Maybe any politician or military officer who says that somewhere is of vital interest to the US and thus justifies a military commitment should have to be in front of the troops, leading the charge. That would cut down on our “vital interests” in a hurry. From Doug Bandow at theamericanconservative.com:

Sure, the Caucasus is important in world affairs, but not especially important to the affairs of the United States.

Washington policymakers spend much of their time on the frivolous. Especially when it comes to foreign policy.

American officials and diplomats constantly circle the globe issuing statements, making demands, proposing initiatives, and otherwise bothering people to little effect. Most of these efforts are harmless, and often provide a politically advantageous image of international activity and influence for home consumption.

More malign, however, are forceful interventions in other countries. In some cases Washington spends years, even decades, attempting to impoverish and starve other peoples, as in Cuba, into submission. The U.S. also engages in endless wars, as so often in the Middle East.

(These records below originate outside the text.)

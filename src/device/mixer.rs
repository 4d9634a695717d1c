//! Volume control with a perceptual curve.
//!
//! The logical scale is 0–10. Hardware gain is the logical fraction raised
//! to 0.4, which spreads the lower steps across the range the ear actually
//! hears; `playback_volume` applies the inverse curve so round-tripping a
//! level returns it (±1 from rounding).

use parking_lot::Mutex;
use std::sync::Arc;
use tracing::{debug, info};

/// Exponent of the perceptual power curve.
const CURVE_EXPONENT: f32 = 0.4;

/// Highest logical volume step.
pub const MAX_VOLUME: u8 = 10;

/// Hardware side of the mixer (ALSA in production, log-only by default).
pub trait MixerBackend: Send + Sync {
    /// Apply a gain fraction in [0, 1].
    fn set_gain(&self, fraction: f32);
}

/// Log-only backend.
#[derive(Default)]
pub struct LogMixerBackend;

impl MixerBackend for LogMixerBackend {
    fn set_gain(&self, fraction: f32) {
        debug!(fraction, "mixer gain");
    }
}

/// Logical volume controller.
pub struct VolumeMixer {
    backend: Arc<dyn MixerBackend>,
    /// Last applied hardware fraction; source of truth for `playback_volume`.
    fraction: Mutex<f32>,
}

impl VolumeMixer {
    pub fn new(backend: Arc<dyn MixerBackend>) -> Self {
        Self {
            backend,
            fraction: Mutex::new(0.0),
        }
    }

    /// Set the logical volume (clamped to 0–10).
    pub fn set_playback_volume(&self, volume: u8) {
        let volume = volume.min(MAX_VOLUME);
        let fraction = (volume as f32 / MAX_VOLUME as f32).powf(CURVE_EXPONENT);
        *self.fraction.lock() = fraction;
        self.backend.set_gain(fraction);
        info!(volume, fraction, "volume set");
    }

    /// Current logical volume, recovered through the inverse curve.
    pub fn playback_volume(&self) -> u8 {
        let fraction = *self.fraction.lock();
        (fraction.powf(1.0 / CURVE_EXPONENT) * MAX_VOLUME as f32).round() as u8
    }

    pub fn step_up(&self) {
        let current = self.playback_volume();
        self.set_playback_volume((current + 1).min(MAX_VOLUME));
    }

    pub fn step_down(&self) {
        let current = self.playback_volume();
        self.set_playback_volume(current.saturating_sub(1));
    }
}

#[cfg(test)]
mod tests {
    use super::*;

    fn mixer() -> VolumeMixer {
        VolumeMixer::new(Arc::new(LogMixerBackend))
    }

    #[test]
    fn test_round_trip_within_one_step() {
        let mixer = mixer();
        for volume in 0..=MAX_VOLUME {
            mixer.set_playback_volume(volume);
            let read_back = mixer.playback_volume();
            assert!(
                (read_back as i16 - volume as i16).abs() <= 1,
                "volume {volume} read back as {read_back}"
            );
        }
    }

    #[test]
    fn test_perceptual_curve_boosts_low_steps() {
        let mixer = mixer();
        mixer.set_playback_volume(1);
        let low = *mixer.fraction.lock();
        // One step out of ten maps to far more than 10% gain.
        assert!(low > 0.3, "fraction {low}");

        mixer.set_playback_volume(10);
        assert!((*mixer.fraction.lock() - 1.0).abs() < 1e-6);
    }

    #[test]
    fn test_steps_clamp_at_both_ends() {
        let mixer = mixer();
        mixer.set_playback_volume(0);
        mixer.step_down();
        assert_eq!(mixer.playback_volume(), 0);

        mixer.set_playback_volume(10);
        mixer.step_up();
        assert_eq!(mixer.playback_volume(), 10);
    }

    #[test]
    fn test_step_up_and_down() {
        let mixer = mixer();
        mixer.set_playback_volume(5);
        mixer.step_up();
        assert_eq!(mixer.playback_volume(), 6);
        mixer.step_down();
        mixer.step_down();
        assert_eq!(mixer.playback_volume(), 4);
    }

    #[test]
    fn test_oversized_volume_clamps() {
        let mixer = mixer();
        mixer.set_playback_volume(200);
        assert_eq!(mixer.playback_volume(), 10);
    }
}
//! Tool functions exposed to the remote model.
//!
//! Plugins are a closed tagged set — the schema handed to the remote session
//! is produced from each variant's function specs at compile time, no
//! runtime reflection. The remote model addresses functions by fully
//! qualified name `{PluginName}-{FunctionName}` and passes arguments as JSON
//! text; every argument field is string-typed because that is what the
//! model reliably produces.

mod calculator;
mod datetime;
mod eyes;
mod geoip;
mod memory_plugin;
mod system;
mod weather;

pub use calculator::CalculatorPlugin;
pub use datetime::DateTimePlugin;
pub use eyes::EyesPlugin;
pub use geoip::GeoIpPlugin;
pub use memory_plugin::MemoryPlugin;
pub use system::SystemPlugin;
pub use weather::WeatherPlugin;

use std::sync::Arc;

use serde_json::{Value, json};
use thiserror::Error;
use tracing::{info, warn};

use crate::config::ToolFlags;
use crate::events::EventBus;
use crate::memory::MemoryStore;

/// Errors a plugin invocation can produce. These never propagate past the
/// registry: the remote model receives them as an `"Error: …"` output and
/// decides the user-facing recovery.
#[derive(Debug, Error)]
pub enum ToolError {
    #[error("unknown function: {0}")]
    UnknownFunction(String),
    #[error("invalid arguments: {0}")]
    InvalidArguments(String),
    #[error("{0}")]
    Failed(String),
}

/// Static description of one callable function.
pub struct FunctionSpec {
    pub name: &'static str,
    pub description: &'static str,
    /// JSON-schema for the arguments object; all leaf fields are strings.
    pub parameters: Value,
}

/// The closed plugin set.
pub enum Plugin {
    Calculator(CalculatorPlugin),
    DateTime(DateTimePlugin),
    GeoIp(GeoIpPlugin),
    Weather(WeatherPlugin),
    Memory(MemoryPlugin),
    System(SystemPlugin),
    Eyes(EyesPlugin),
}

impl Plugin {
    /// Plugin half of the fully qualified function name.
    pub fn name(&self) -> &'static str {
        match self {
            Plugin::Calculator(_) => "CalculatorPlugin",
            Plugin::DateTime(_) => "DateTimePlugin",
            Plugin::GeoIp(_) => "GeoIpPlugin",
            Plugin::Weather(_) => "WeatherPlugin",
            Plugin::Memory(_) => "MemoryPlugin",
            Plugin::System(_) => "SystemPlugin",
            Plugin::Eyes(_) => "EyesPlugin",
        }
    }

    pub fn functions(&self) -> Vec<FunctionSpec> {
        match self {
            Plugin::Calculator(p) => p.functions(),
            Plugin::DateTime(p) => p.functions(),
            Plugin::GeoIp(p) => p.functions(),
            Plugin::Weather(p) => p.functions(),
            Plugin::Memory(p) => p.functions(),
            Plugin::System(p) => p.functions(),
            Plugin::Eyes(p) => p.functions(),
        }
    }

    async fn invoke(&self, function: &str, args: &Value) -> Result<Value, ToolError> {
        match self {
            Plugin::Calculator(p) => p.invoke(function, args).await,
            Plugin::DateTime(p) => p.invoke(function, args).await,
            Plugin::GeoIp(p) => p.invoke(function, args).await,
            Plugin::Weather(p) => p.invoke(function, args).await,
            Plugin::Memory(p) => p.invoke(function, args).await,
            Plugin::System(p) => p.invoke(function, args).await,
            Plugin::Eyes(p) => p.invoke(function, args).await,
        }
    }
}

/// The registered plugin set for one agent, with dispatch by fully
/// qualified name.
pub struct ToolRegistry {
    plugins: Vec<Plugin>,
}

impl ToolRegistry {
    pub fn new(plugins: Vec<Plugin>) -> Self {
        Self { plugins }
    }

    pub fn is_empty(&self) -> bool {
        self.plugins.is_empty()
    }

    /// Tool descriptors in the shape the realtime session expects.
    pub fn tool_descriptors(&self) -> Vec<Value> {
        self.plugins
            .iter()
            .flat_map(|plugin| {
                let plugin_name = plugin.name();
                plugin.functions().into_iter().map(move |spec| {
                    json!({
                        "type": "function",
                        "name": format!("{plugin_name}-{}", spec.name),
                        "description": spec.description,
                        "parameters": spec.parameters,
                    })
                })
            })
            .collect()
    }

    /// Parse `raw_args` and dispatch `fq_name`. Failures come back as the
    /// `"Error: …"` string the model is expected to explain to the user.
    pub async fn invoke_function(&self, fq_name: &str, raw_args: &str) -> String {
        match self.try_invoke(fq_name, raw_args).await {
            Ok(result) => stringify_result(result),
            Err(e) => {
                warn!(function = fq_name, "tool invocation failed: {}", e);
                format!("Error: {e}")
            }
        }
    }

    async fn try_invoke(&self, fq_name: &str, raw_args: &str) -> Result<Value, ToolError> {
        let (plugin_name, function) = fq_name
            .split_once('-')
            .ok_or_else(|| ToolError::UnknownFunction(fq_name.to_string()))?;

        let plugin = self
            .plugins
            .iter()
            .find(|p| p.name() == plugin_name)
            .ok_or_else(|| ToolError::UnknownFunction(fq_name.to_string()))?;

        let args: Value = if raw_args.trim().is_empty() {
            json!({})
        } else {
            serde_json::from_str(raw_args)
                .map_err(|e| ToolError::InvalidArguments(e.to_string()))?
        };

        info!(function = fq_name, "invoking tool");
        plugin.invoke(function, &args).await
    }
}

/// Assemble the plugin set an agent's tool flags enable.
pub fn build_registry(
    flags: &ToolFlags,
    bus: &EventBus,
    memory: &Arc<MemoryStore>,
) -> ToolRegistry {
    let mut plugins = Vec::new();
    if flags.calculator {
        plugins.push(Plugin::Calculator(CalculatorPlugin));
    }
    if flags.date_time {
        plugins.push(Plugin::DateTime(DateTimePlugin));
    }
    if flags.geo_ip {
        plugins.push(Plugin::GeoIp(GeoIpPlugin::default()));
    }
    if flags.weather {
        plugins.push(Plugin::Weather(WeatherPlugin::default()));
    }
    if flags.memory {
        plugins.push(Plugin::Memory(MemoryPlugin::new(Arc::clone(memory))));
    }
    if flags.system {
        plugins.push(Plugin::System(SystemPlugin::new(bus.clone())));
    }
    if flags.eyes {
        plugins.push(Plugin::Eyes(EyesPlugin::new(bus.clone())));
    }
    ToolRegistry::new(plugins)
}

/// Primitive results go to the model as bare text; structured results as
/// JSON.
fn stringify_result(value: Value) -> String {
    match value {
        Value::String(text) => text,
        Value::Number(n) => n.to_string(),
        Value::Bool(b) => b.to_string(),
        Value::Null => String::new(),
        structured => structured.to_string(),
    }
}

/// Fetch a required string argument.
pub(crate) fn required_str<'a>(args: &'a Value, name: &str) -> Result<&'a str, ToolError> {
    args.get(name)
        .and_then(Value::as_str)
        .ok_or_else(|| ToolError::InvalidArguments(format!("missing argument '{name}'")))
}

/// Parse a required string argument as a number.
pub(crate) fn required_number(args: &Value, name: &str) -> Result<f64, ToolError> {
    let raw = required_str(args, name)?;
    raw.trim()
        .parse::<f64>()
        .map_err(|_| ToolError::InvalidArguments(format!("'{name}' is not a number: {raw}")))
}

The human and resource costs of such actions are high, often tragically so. Yet the resulting benefits often are impossible to discern. For instance, some 58,000 Americans died in Vietnam, supposedly to prevent communist hordes from conquering Southeast Asia. Less than two decades after the humiliating U.S. withdrawal, the Soviet Union and Warsaw Pact were gone, Maoism had disappeared from China, Cambodia’s Khmer Rouge had been ousted, Vietnam’s communist regime had battled China’s communist regime, and Hanoi was moving toward rapprochement with America.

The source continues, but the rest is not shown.